Pienso que la mandataria, sin embargo, se equivoca de varias maneras. En primer lugar, porque, como recordaba Javier Cercas en una de sus columnas en “El País Semanal” algún tiempo atrás, todo es comparable. Que una comparación sea justa o injusta, oportuna o forzada, ya es otro tema, pero en principio comparar no es en sí mismo un atrevimiento. Equiparar, en cambio, sí puede serlo.
Sería exagerado, por ejemplo, equiparar al gobierno actual con el anterior. Este no intenta copar –no al menos que sepamos– la policía o las Fuerzas Armadas para proteger a sus miembros o garantizar su supervivencia. Tampoco ha colmado el Consejo de ministros con personas con antecedentes por delitos que van desde el terrorismo hasta el asesinato. Ni se la pasa malgastando los recursos públicos para llevar un mensaje victimista y maniqueo a todos los rincones del país.

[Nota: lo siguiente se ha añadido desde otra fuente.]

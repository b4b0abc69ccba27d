//! Font metrics and PDF font embedding.
//!
//! The report draws Arabic text with a TTF supplied at startup. The font is
//! embedded as a CID-keyed Type0 font with Identity-H encoding, so show-text
//! arguments are hex-encoded glyph ids rather than byte codes.

use std::path::Path;

use ab_glyph::{Font as _, FontVec, GlyphId};
use lopdf::{Dictionary, Document, Object, ObjectId, Stream};

use crate::RenderError;

/// PDF name under which the embedded font is registered.
const BASE_FONT: &str = "ReportTTF";

/// Text services the renderer needs from a font.
///
/// The layout engine only measures; the writer additionally encodes
/// show-text arguments and registers the font resource on the document.
pub trait ReportFont {
    /// Width of `text` in page units at `size`.
    fn text_width(&self, text: &str, size: f32) -> f32;

    /// Hex show-text argument for a `Tj` operator.
    fn encode_text(&self, text: &str) -> String;

    /// Add the font to `doc`, returning the font dictionary id.
    fn add_to_document(&self, doc: &mut Document) -> Result<ObjectId, RenderError>;
}

/// A TTF loaded into memory.
pub struct EmbeddedFont {
    font: FontVec,
    data: Vec<u8>,
    units_per_em: f32,
}

impl EmbeddedFont {
    /// Parse raw TTF bytes.
    pub fn from_bytes(data: Vec<u8>) -> Result<Self, RenderError> {
        let font = FontVec::try_from_vec(data.clone())
            .map_err(|e| RenderError::Font(format!("invalid font data: {e}")))?;
        let units_per_em = font
            .units_per_em()
            .ok_or_else(|| RenderError::Font("font has no units-per-em".to_string()))?;
        Ok(Self {
            font,
            data,
            units_per_em,
        })
    }

    /// Load a TTF from disk.
    pub fn from_file(path: &Path) -> Result<Self, RenderError> {
        let data = std::fs::read(path).map_err(|e| {
            RenderError::Font(format!("cannot read font {}: {e}", path.display()))
        })?;
        Self::from_bytes(data)
    }

    /// Scale factor from font units to the 1000-unit glyph space PDF
    /// descriptor entries are expressed in.
    fn descriptor_scale(&self) -> f32 {
        1000.0 / self.units_per_em
    }
}

impl ReportFont for EmbeddedFont {
    fn text_width(&self, text: &str, size: f32) -> f32 {
        let scale = size / self.units_per_em;
        text.chars()
            .map(|c| self.font.h_advance_unscaled(self.font.glyph_id(c)) * scale)
            .sum()
    }

    fn encode_text(&self, text: &str) -> String {
        use std::fmt::Write;
        let mut hex = String::with_capacity(text.len() * 4);
        for c in text.chars() {
            let GlyphId(id) = self.font.glyph_id(c);
            let _ = write!(hex, "{id:04X}");
        }
        hex
    }

    fn add_to_document(&self, doc: &mut Document) -> Result<ObjectId, RenderError> {
        let scale = self.descriptor_scale();
        let ascent = (self.font.ascent_unscaled() * scale).round() as i64;
        let descent = (self.font.descent_unscaled() * scale).round() as i64;

        let mut file_dict = Dictionary::new();
        file_dict.set("Length1", Object::Integer(self.data.len() as i64));
        let file_id = doc.add_object(Stream::new(file_dict, self.data.clone()));

        let descriptor_id = doc.add_object(Dictionary::from_iter([
            ("Type", Object::Name(b"FontDescriptor".to_vec())),
            ("FontName", Object::Name(BASE_FONT.as_bytes().to_vec())),
            // Symbolic: the font carries glyphs outside standard Latin.
            ("Flags", Object::Integer(4)),
            (
                "FontBBox",
                Object::Array(vec![
                    Object::Integer(-1000),
                    Object::Integer(descent),
                    Object::Integer(2000),
                    Object::Integer(ascent),
                ]),
            ),
            ("ItalicAngle", Object::Integer(0)),
            ("Ascent", Object::Integer(ascent)),
            ("Descent", Object::Integer(descent)),
            ("CapHeight", Object::Integer(ascent)),
            ("StemV", Object::Integer(80)),
            ("FontFile2", Object::Reference(file_id)),
        ]));

        // Per-glyph widths for the whole glyph range, [0 [w0 w1 ...]].
        let widths: Vec<Object> = (0..self.font.glyph_count())
            .map(|gid| {
                let advance = self.font.h_advance_unscaled(GlyphId(gid as u16));
                Object::Integer((advance * scale).round() as i64)
            })
            .collect();

        let cid_font_id = doc.add_object(Dictionary::from_iter([
            ("Type", Object::Name(b"Font".to_vec())),
            ("Subtype", Object::Name(b"CIDFontType2".to_vec())),
            ("BaseFont", Object::Name(BASE_FONT.as_bytes().to_vec())),
            (
                "CIDSystemInfo",
                Object::Dictionary(Dictionary::from_iter([
                    ("Registry", Object::string_literal("Adobe")),
                    ("Ordering", Object::string_literal("Identity")),
                    ("Supplement", Object::Integer(0)),
                ])),
            ),
            ("FontDescriptor", Object::Reference(descriptor_id)),
            ("DW", Object::Integer(1000)),
            (
                "W",
                Object::Array(vec![Object::Integer(0), Object::Array(widths)]),
            ),
            ("CIDToGIDMap", Object::Name(b"Identity".to_vec())),
        ]));

        let type0_id = doc.add_object(Dictionary::from_iter([
            ("Type", Object::Name(b"Font".to_vec())),
            ("Subtype", Object::Name(b"Type0".to_vec())),
            ("BaseFont", Object::Name(BASE_FONT.as_bytes().to_vec())),
            ("Encoding", Object::Name(b"Identity-H".to_vec())),
            (
                "DescendantFonts",
                Object::Array(vec![Object::Reference(cid_font_id)]),
            ),
        ]));

        Ok(type0_id)
    }
}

Pero que no sea el mismo no quiere decir que no se le pueda parecer en algunos aspectos. Y el principal problema con las declaraciones de la presidenta es que, contrario a lo que pueda decir, su gobierno comparte algunos inquietantes rasgos con el de su antecesor.
Me resulta imposible ver, por ejemplo, las visitas que recibe Nicanor Boluarte (según “Cuarto poder”, de parte de personas que contratan con el Estado, de un prefecto nombrado por la administración de su hermana y del alcalde de una pequeña municipalidad beneficiada con transferencias millonarias) y no recordar los tinglados que Yenifer Paredes, la cuñada del expresidente Castillo, tejió según la fiscalía en algunos municipios como Chachapoyas, Chadín o Anguía, para beneficiarse junto con sus hermanos.
U oír a la presidenta atacando al programa que realizó el destape (al que tildó de ‘tendencioso’) sin acordarme de todos los calificativos que su otrora copartidario arrojaba sobre los medios que sacaban a flote los indicios de corrupción que caían sobre sus familiares o sus colaboradores más cercanos, varios de los que hoy –no lo olvidemos– se encuentran prófugos o detenidos en otro país.
Y aunque es cierto que Castillo sencillamente no aceptaba responder las preguntas de ciertos medios, su sucesora no se distancia mucho de él en este aspecto. ¿Qué es, después de todo, este frenesí viajero que exhibe la mandataria si no una manera de poner distancia con las preguntas incómodas que la prensa pueda formularle y que cuando se las ha hecho allá en el extranjero ha obtenido un “los temas del Perú los vamos a tratar en el Perú” por respuesta?
Por no hablar de la manera como ninguna de las dos gestiones parece preocupada en el interés público (si la anterior impulsaba agendas informales en la educación y en el transporte público, la actual permite que el Congreso las empuje sin oponer mayor resistencia con tal de no poner en riesgo su continuidad).
Algunos de ustedes dirán que esto no tiene nada de sorpresivo, puesto que hace poco más de dos años Dina Boluarte y Pedro Castillo hacían campaña en una misma fórmula, bajo un mismo ideario y prácticamente repitiendo el mismo discurso. Y estarían en lo correcto. Pero esta explicación, más que convencernos, debería de alarmarnos a todos, considerando el daño que le hizo la presidencia de este último al país y la manera como terminó.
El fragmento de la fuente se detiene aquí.